Puerto Rico ressemble en journée à un champ de coquelicots géants, vu que la taille des coquelicots est celle des arbres aux belles couleurs rouge-orangées. Nous avons bien fait de programmer notre séjour en juin, mois illuminé par les floraisons...
En soirée, les rues ne sont éclairées que par une faible lumière tamisée, suffisante pour voir son chemin, mais pas trop lumineuse pour laisser à la lune et aux étoiles toutes leur chance de briller, à condition qu'il n'y ait pas trop de nuages car il y a quand même quelques orages à cette période de début de saison humide. Par contre, la lumière naturelle du ciel n'est peut-être pas suffisante pour éviter les trous que l'on rencontre sur les routes principales. C'est sans doute pour cela que beaucoup de locaux roulent sur la bande d'arrêt d'urgence... Soyez avertis, une bande d'arrêt d'urgence porte bien mal son nom car il ne s'agit nullement de s'arrêter et encore moins en urgence...

Dans ce département américain, la fête nationale est célébrée comme partout ailleurs dans les États-Unis, le 4 juillet. Mais cette fête nationale ici, a des accents coloniaux. Je le rappelle, la fête nationale américaine célèbre l'indépendance des USA. Mais lorsque l'on se trouve à Puerto Rico, et que l'on a la chance de pouvoir rencontrer et discuter avec des locaux, on se demande de quelle indépendance il s'agit. La fête nationale a sans -t-il un petit goût amer. (*)

C'est décidé, pour les prochaines vacances, je me fais une liste des choses à emporter. Je n'aime pas faire les valises et nous avons simplement oublié l'appareil photos et les jumelles, rien de fondamentale, mais tout de même...

Dernière petite découverte avant de rentrer : lors de ce voyage, nous avons célébré les vertus des fruits et légumes et réalisé les limites du régime bananes. C'est très bon les bananes, qui en plus sont remplies de qualités nutritionnelles, mais en régime cela pèse un peu sur l'estomac. En rentrant, promis, je m'informe sur chaque aliment et leurs conséquences sur la santé et les dérèglements du corps humain.

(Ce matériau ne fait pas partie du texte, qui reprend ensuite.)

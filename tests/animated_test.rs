//! Animated graph tests through the public API: values driving styles,
//! animations stepping over time, and components bound to props nodes.

use std::cell::{Cell, RefCell};
use std::rc::Rc;

use strata::animated::{
    AnimatedGraph, AnimatedPropsBinding, AnimatedPropsSpec, AnimatedStyle, Easing, Extrapolate,
    HostInstance, InterpolationConfig, NativeOp, NodeState, NodeValue, SpringAnimation,
    SpringConfig, TimingAnimation, TimingConfig,
};
use strata::style::{StyleContext, StyleOptions};
use strata::{Error, style};

struct View(u32);

impl HostInstance for View {
    fn view_tag(&self) -> u32 {
        self.0
    }
}

// ============================================================================
// Values over time
// ============================================================================

#[test]
fn test_timing_drives_interpolated_color() {
    let mut graph = AnimatedGraph::new();
    let progress = graph.value(0.0);
    let color = graph
        .interpolate(
            progress,
            InterpolationConfig::new(vec![0.0, 1.0], vec!["#000000", "#ffffff"])
                .extrapolate(Extrapolate::Clamp),
        )
        .unwrap();

    let seen = Rc::new(RefCell::new(Vec::new()));
    let sink = Rc::clone(&seen);
    graph
        .add_listener(color, move |value| {
            if let Some(s) = value.as_str() {
                sink.borrow_mut().push(s.to_string());
            }
        })
        .unwrap();

    let finished = Rc::new(Cell::new(None));
    let flag = Rc::clone(&finished);
    graph
        .animate(
            progress,
            Box::new(TimingAnimation::new(TimingConfig {
                to_value: 1.0,
                duration_ms: 100.0,
                easing: Easing::Linear,
                ..TimingConfig::default()
            })),
            Some(Rc::new(move |done: bool| flag.set(Some(done)))),
        )
        .unwrap();

    assert_eq!(graph.tick(0.0).unwrap(), 1);
    assert_eq!(graph.tick(50.0).unwrap(), 1);
    assert_eq!(graph.tick(100.0).unwrap(), 0);
    assert_eq!(finished.get(), Some(true));

    let seen = seen.borrow();
    assert_eq!(seen.first().map(String::as_str), Some("rgba(0, 0, 0, 1)"));
    assert_eq!(seen.last().map(String::as_str), Some("rgba(255, 255, 255, 1)"));
    assert_eq!(
        graph.get_value(color).unwrap(),
        NodeValue::String("rgba(255, 255, 255, 1)".to_string())
    );
}

#[test]
fn test_spring_settles_on_target() {
    let mut graph = AnimatedGraph::new();
    let x = graph.value(0.0);
    graph
        .animate(
            x,
            Box::new(SpringAnimation::new(SpringConfig {
                to_value: 10.0,
                ..SpringConfig::default()
            })
            .unwrap()),
            None,
        )
        .unwrap();

    graph.tick(0.0).unwrap();
    graph.tick(16.0).unwrap();
    assert!(graph.is_animating(x).unwrap());
    let early = graph.number(x).unwrap();
    assert!(early > 0.0 && early < 10.0);

    assert_eq!(graph.tick(10_000.0).unwrap(), 0);
    assert_eq!(graph.number(x).unwrap(), 10.0);
}

#[test]
fn test_new_animation_interrupts_running_one() {
    let mut graph = AnimatedGraph::new();
    let x = graph.value(0.0);
    let outcome = Rc::new(Cell::new(None));
    let flag = Rc::clone(&outcome);
    graph
        .animate(
            x,
            Box::new(TimingAnimation::new(TimingConfig {
                to_value: 1.0,
                ..TimingConfig::default()
            })),
            Some(Rc::new(move |done: bool| flag.set(Some(done)))),
        )
        .unwrap();
    graph.tick(0.0).unwrap();

    graph
        .animate(
            x,
            Box::new(TimingAnimation::new(TimingConfig::default())),
            None,
        )
        .unwrap();
    assert_eq!(outcome.get(), Some(false));
}

// ============================================================================
// Components
// ============================================================================

#[test]
fn test_bound_component_resolves_with_compiled_styles() {
    let mut context = StyleContext::default();
    let base = context.register(style! { "backgroundColor" => "red", "opacity" => 1 });

    let mut graph = AnimatedGraph::new();
    let fade = graph.value(0.25);
    let spec = AnimatedPropsSpec::new().with(
        "style",
        AnimatedStyle::new().compiled(base).with("opacity", fade),
    );
    let mut binding = AnimatedPropsBinding::new(&mut graph, spec).unwrap();
    binding.set_instance(&mut graph, &View(7)).unwrap();

    graph.set_value(fade, 0.75).unwrap();
    assert!(binding.take_needs_update());
    assert!(!binding.take_needs_update());

    let reduced = binding.reduced(&graph).unwrap();
    assert!(!reduced.collapsable);
    let style = reduced.style.expect("style prop should reduce to a style input");
    let resolved = context.resolve(&style, &StyleOptions::default());
    assert_eq!(resolved.classes().count(), 1);
    assert_eq!(
        resolved.inline.as_ref().and_then(|i| i.get("opacity")),
        Some("0.75")
    );

    let node = binding.node();
    binding.unmount(&mut graph).unwrap();
    assert_eq!(graph.state(node).unwrap(), NodeState::Detached);
    assert_eq!(graph.state(fade).unwrap(), NodeState::Unattached);
}

#[test]
fn test_native_component_records_driver_commands() {
    let mut graph = AnimatedGraph::new();
    let fade = graph.value(0.0);
    let spec = AnimatedPropsSpec::new().with("opacity", fade);
    let mut binding = AnimatedPropsBinding::new(&mut graph, spec).unwrap();
    graph.make_native(binding.node()).unwrap();
    binding.set_instance(&mut graph, &View(3)).unwrap();

    let ops = graph.take_native_ops();
    assert!(ops.iter().any(|op| matches!(op, NativeOp::CreateNode { .. })));
    assert!(ops.iter().any(|op| matches!(op, NativeOp::ConnectNodes { .. })));
    assert!(ops.iter().any(|op| matches!(op, NativeOp::ConnectToView { view: 3, .. })));

    // The driver owns the prop now; it is not part of the JS snapshot.
    assert!(binding.reduced(&graph).unwrap().props.is_empty());

    let tag = graph.native_tag(fade).unwrap();
    graph.receive_native_value(tag, 0.4).unwrap();
    assert_eq!(graph.number(fade).unwrap(), 0.4);

    binding.unmount(&mut graph).unwrap();
    let ops = graph.take_native_ops();
    assert!(ops.iter().any(|op| matches!(op, NativeOp::DisconnectFromView { view: 3, .. })));
    assert!(ops.iter().any(|op| matches!(op, NativeOp::DropNode { .. })));
}

#[test]
fn test_detached_node_rejects_use() {
    let mut graph = AnimatedGraph::new();
    let x = graph.value(1.0);
    graph.dispose(x).unwrap();
    assert!(matches!(graph.set_value(x, 2.0), Err(Error::NodeDetached(_))));
}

* Puerto Rico, sous le gouvernement Espagnol depuis le deuxième voyage de Christophe Collomb en 1493, a été annexé par les USA en 1898, (Spain was forced by the United States to cede the island following the Spanish–American War, under the terms of the Treaty of Paris. : l'Espagne a été forcé de céder l'île à la suite de la guerre Américano-Espagnol, sous les termes du traité de Paris)
Aujourd'hui, c'est un des départements le plus pauvre des USA.